→ **Task brief**: Word for word, set down every line of the entries below from the line with "-b, --bind <HOST>" to the line with "(진단용, 메모리 무한 증가)", including both, and no other line.

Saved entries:
Content starts
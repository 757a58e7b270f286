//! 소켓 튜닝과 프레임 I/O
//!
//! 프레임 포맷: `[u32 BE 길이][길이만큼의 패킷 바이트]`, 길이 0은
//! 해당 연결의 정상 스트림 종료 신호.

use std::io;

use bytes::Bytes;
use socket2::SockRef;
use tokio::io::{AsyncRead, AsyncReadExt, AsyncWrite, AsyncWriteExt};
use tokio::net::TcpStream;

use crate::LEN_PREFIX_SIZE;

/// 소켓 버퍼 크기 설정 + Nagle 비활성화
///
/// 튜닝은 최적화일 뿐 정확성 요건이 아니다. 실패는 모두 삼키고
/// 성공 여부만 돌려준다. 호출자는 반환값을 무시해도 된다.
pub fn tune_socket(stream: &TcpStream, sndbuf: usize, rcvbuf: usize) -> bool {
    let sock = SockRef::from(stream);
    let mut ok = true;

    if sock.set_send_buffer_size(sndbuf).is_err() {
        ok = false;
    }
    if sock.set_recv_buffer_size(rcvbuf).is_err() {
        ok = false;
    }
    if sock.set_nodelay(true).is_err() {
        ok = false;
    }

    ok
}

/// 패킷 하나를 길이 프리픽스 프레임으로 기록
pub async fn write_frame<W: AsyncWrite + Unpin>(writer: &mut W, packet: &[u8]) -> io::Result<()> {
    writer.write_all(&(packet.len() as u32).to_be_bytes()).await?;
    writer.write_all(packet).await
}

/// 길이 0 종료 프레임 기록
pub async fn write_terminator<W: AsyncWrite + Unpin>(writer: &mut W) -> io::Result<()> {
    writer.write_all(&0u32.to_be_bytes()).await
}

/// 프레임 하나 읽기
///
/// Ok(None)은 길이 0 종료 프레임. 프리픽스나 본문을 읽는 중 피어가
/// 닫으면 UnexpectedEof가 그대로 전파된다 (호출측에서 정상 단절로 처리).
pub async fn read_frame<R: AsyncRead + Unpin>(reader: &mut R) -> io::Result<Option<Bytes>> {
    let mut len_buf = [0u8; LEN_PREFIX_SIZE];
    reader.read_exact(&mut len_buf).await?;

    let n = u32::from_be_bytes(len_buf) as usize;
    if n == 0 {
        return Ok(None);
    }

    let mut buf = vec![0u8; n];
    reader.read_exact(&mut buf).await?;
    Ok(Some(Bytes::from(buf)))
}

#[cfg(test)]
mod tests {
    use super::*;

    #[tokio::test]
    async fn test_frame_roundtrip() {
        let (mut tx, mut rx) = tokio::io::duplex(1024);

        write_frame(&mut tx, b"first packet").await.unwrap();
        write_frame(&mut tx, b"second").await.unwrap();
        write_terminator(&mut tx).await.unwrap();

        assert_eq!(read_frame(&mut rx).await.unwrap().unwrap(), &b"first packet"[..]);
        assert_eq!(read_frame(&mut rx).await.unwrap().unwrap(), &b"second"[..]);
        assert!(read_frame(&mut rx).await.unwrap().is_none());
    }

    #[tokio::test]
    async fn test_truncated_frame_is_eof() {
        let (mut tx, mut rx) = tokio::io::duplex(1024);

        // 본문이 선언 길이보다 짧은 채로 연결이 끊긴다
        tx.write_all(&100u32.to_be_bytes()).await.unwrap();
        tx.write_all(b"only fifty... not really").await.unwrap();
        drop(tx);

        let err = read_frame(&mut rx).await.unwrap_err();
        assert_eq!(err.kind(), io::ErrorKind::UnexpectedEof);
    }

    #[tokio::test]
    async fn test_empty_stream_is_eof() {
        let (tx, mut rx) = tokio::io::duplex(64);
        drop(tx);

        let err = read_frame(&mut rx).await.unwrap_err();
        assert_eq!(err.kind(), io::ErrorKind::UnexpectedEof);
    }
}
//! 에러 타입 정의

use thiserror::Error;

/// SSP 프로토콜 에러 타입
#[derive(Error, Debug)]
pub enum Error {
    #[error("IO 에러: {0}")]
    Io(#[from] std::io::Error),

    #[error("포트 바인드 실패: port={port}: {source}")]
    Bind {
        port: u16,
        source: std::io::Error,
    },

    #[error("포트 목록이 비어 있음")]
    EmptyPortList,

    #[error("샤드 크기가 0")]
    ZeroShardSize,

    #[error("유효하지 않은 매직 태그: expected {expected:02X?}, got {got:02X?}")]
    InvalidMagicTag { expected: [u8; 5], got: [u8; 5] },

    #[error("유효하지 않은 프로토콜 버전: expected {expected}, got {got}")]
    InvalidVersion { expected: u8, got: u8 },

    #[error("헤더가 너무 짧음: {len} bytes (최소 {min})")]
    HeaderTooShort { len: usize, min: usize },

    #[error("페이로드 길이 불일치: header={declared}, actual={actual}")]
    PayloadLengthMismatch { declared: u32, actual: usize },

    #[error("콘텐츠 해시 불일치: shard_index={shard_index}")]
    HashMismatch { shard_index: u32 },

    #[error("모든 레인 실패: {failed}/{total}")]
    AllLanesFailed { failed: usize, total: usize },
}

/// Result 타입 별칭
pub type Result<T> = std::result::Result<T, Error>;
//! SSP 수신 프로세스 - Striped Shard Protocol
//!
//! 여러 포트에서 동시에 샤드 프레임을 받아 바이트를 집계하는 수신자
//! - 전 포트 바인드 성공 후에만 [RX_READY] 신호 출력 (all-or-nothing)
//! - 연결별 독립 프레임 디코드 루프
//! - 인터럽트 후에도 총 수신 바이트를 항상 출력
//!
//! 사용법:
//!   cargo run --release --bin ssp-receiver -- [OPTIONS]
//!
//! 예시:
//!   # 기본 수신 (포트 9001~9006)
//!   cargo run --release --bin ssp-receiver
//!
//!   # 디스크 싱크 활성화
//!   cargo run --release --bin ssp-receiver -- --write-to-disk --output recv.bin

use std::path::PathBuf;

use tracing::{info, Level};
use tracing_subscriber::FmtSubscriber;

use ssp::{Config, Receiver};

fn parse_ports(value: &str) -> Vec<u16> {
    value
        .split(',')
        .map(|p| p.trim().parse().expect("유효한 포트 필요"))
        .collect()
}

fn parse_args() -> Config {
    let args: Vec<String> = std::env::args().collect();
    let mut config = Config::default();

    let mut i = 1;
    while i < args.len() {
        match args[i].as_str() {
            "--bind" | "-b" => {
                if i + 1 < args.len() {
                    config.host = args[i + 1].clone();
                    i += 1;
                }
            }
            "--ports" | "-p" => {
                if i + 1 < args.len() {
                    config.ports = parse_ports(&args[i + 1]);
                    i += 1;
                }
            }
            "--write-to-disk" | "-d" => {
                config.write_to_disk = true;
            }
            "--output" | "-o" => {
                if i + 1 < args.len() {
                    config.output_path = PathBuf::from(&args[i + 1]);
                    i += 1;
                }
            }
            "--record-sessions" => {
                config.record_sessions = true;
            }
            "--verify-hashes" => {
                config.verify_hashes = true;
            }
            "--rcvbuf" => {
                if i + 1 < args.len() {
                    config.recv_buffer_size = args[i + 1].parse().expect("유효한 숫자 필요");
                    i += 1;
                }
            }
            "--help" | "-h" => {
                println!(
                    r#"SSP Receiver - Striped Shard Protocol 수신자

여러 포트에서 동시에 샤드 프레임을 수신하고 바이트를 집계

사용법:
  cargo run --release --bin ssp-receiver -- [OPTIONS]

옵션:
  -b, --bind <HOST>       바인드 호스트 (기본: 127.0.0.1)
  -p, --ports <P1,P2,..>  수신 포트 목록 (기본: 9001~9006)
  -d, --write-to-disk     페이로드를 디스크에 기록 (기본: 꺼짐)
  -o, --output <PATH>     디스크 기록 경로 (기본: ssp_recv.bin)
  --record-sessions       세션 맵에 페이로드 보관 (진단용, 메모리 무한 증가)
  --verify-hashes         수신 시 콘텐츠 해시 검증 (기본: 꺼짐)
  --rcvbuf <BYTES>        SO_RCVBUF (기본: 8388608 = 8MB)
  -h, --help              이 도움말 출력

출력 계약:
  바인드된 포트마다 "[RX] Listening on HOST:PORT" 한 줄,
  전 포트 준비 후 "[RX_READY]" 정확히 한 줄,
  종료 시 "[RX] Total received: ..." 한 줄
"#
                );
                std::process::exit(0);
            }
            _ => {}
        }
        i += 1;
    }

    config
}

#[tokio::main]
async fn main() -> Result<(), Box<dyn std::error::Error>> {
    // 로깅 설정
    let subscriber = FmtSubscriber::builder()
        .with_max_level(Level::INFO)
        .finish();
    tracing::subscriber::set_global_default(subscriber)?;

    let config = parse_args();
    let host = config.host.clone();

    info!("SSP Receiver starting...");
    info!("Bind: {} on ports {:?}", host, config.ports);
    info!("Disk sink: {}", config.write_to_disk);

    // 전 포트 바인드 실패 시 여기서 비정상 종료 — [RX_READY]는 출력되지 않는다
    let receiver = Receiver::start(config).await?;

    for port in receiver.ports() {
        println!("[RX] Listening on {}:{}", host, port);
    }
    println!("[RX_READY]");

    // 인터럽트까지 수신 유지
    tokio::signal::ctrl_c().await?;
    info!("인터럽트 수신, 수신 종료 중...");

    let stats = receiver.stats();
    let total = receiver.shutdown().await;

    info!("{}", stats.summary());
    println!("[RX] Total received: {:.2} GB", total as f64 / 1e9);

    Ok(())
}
Content ends
→ **Solution to this task**:
  -b, --bind <HOST>       바인드 호스트 (기본: 127.0.0.1)
  -p, --ports <P1,P2,..>  수신 포트 목록 (기본: 9001~9006)
  -d, --write-to-disk     페이로드를 디스크에 기록 (기본: 꺼짐)
  -o, --output <PATH>     디스크 기록 경로 (기본: ssp_recv.bin)
  --record-sessions       세션 맵에 페이로드 보관 (진단용, 메모리 무한 증가)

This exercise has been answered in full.